If you visit Yellowstone, you might want to predict when the next eruption will happen, so you can see the rest of the park in the meantime instead of waiting by the geyser. Today, we will use a dataset on eruption durations and waiting times to see how closely these variables are related - if there is a strong relationship, we should be able to predict one from the other. 

The dataset has one row for each observed eruption.  It includes the following columns:
- `duration`: Eruption duration, in minutes.
- `wait`: Time between this eruption and the next, also in minutes.

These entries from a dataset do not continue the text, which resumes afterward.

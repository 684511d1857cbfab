use namedpipe_data::DataConfig;

use crate::creation::FifoCreator;

/// Default permission mode for newly created FIFOs, masked by the umask.
pub const DEFAULT_PIPE_MODE: u32 = 0o600;

/// One direction of a pipe.
#[derive(Debug, Clone, Copy, PartialEq, Eq)]
pub enum Direction {
    Read,
    Write,
}

impl std::fmt::Display for Direction {
    fn fmt(&self, f: &mut std::fmt::Formatter<'_>) -> std::fmt::Result {
        match self {
            Direction::Read => f.write_str("read"),
            Direction::Write => f.write_str("write"),
        }
    }
}

/// Lifecycle state of one pipe direction: `Unopened → Open → Closed`.
#[derive(Debug, Clone, Copy, PartialEq, Eq)]
pub enum PipeState {
    Unopened,
    Open,
    Closed,
}

/// How a handle came to refer to its FIFO. Recorded for diagnostics only.
#[derive(Debug, Clone, Copy, PartialEq, Eq)]
pub enum CreationMode {
    /// The path did not exist; a new FIFO was created.
    CreateNew,
    /// The path held a FIFO already; it was validated and reused.
    OpenExisting,
    /// The path held some entry; it was deleted and a new FIFO created.
    CreateOrOverwrite,
}

/// Construction options for [`PipeHandle`](crate::PipeHandle).
#[derive(Debug, Clone)]
pub struct PipeOptions {
    /// If the path already exists, delete it and create a fresh FIFO.
    pub overwrite_existing: bool,
    /// If the path already exists and is a FIFO, reuse it instead of failing.
    ///
    /// When both `open_existing` and `overwrite_existing` are set and the
    /// path exists, `open_existing` wins: the existing FIFO is validated and
    /// reused, nothing is deleted. Opening intent beats destructive intent.
    pub open_existing: bool,
    /// Remove the filesystem entry when the handle is closed.
    pub delete_on_close: bool,
    /// Permission mode for a newly created FIFO, masked by the umask.
    pub mode: u32,
    /// The primitive used to create the FIFO special file.
    pub creator: FifoCreator,
    /// Configuration applied to both typed streams.
    pub data_config: DataConfig,
}

impl Default for PipeOptions {
    /// Defaults: create-new semantics, delete on close, mode `0o600`,
    /// `mkfifo(2)` syscall creator.
    fn default() -> Self {
        Self {
            overwrite_existing: false,
            open_existing: false,
            delete_on_close: true,
            mode: DEFAULT_PIPE_MODE,
            creator: FifoCreator::default(),
            data_config: DataConfig::default(),
        }
    }
}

Run the next cell to load the dataset.

In [None]:
faithful = Table.read_table("faithful.csv")
faithful

Let’s first look at our data to see whether we can visually identify a linear relationship, which is what the correlation coefficient measures.

**Question 1.1.** Make a scatter plot of the data.  It's convention to put the column we want to predict on the vertical axis and the other column on the horizontal axis.

<!--
BEGIN QUESTION
name: q1_1
-->

In [None]:
...
plots.title('Duration v. wait (original units)');

**Question 1.2.** Are eruption duration and waiting time roughly linearly related based on the scatter plot above? Is this relationship positive?

<!--
BEGIN QUESTION
name: q1_2
-->

*Write your answer here, replacing this text.*

We're going to continue with the assumption that they are linearly related, and quantify the strength of this linear relationship.

We'd next like to plot the data in standard units. If you don't remember the definition of standard units, textbook section [14.2](https://www.inferentialthinking.com/chapters/14/2/Variability.html#standard-units) might help!

**Question 1.3.** Compute the mean and standard deviation of the eruption durations and waiting times.  **Then** create a table called `faithful_standard` containing the eruption durations and waiting times in standard units.  The columns should be named `duration (standard units)` and `wait (standard units)`.

<!--
BEGIN QUESTION
name: q1_3
-->

In [None]:
duration_mean = ...
duration_std = ...
wait_mean = ...
wait_std = ...

faithful_standard = Table().with_columns(
    "duration (standard units)", ...,
    "wait (standard units)", ...)
faithful_standard

In [None]:
check("tests/q1_3.py")

**Question 1.4.** Plot the data again, but this time in standard units.

<!--
BEGIN QUESTION
name: q1_4
-->

In [None]:
...
plots.title('Duration v. wait (standard units)');

You'll notice that this plot looks the same as the last one!  However, the data and axes are scaled differently.  So it's important to read the ticks on the axes.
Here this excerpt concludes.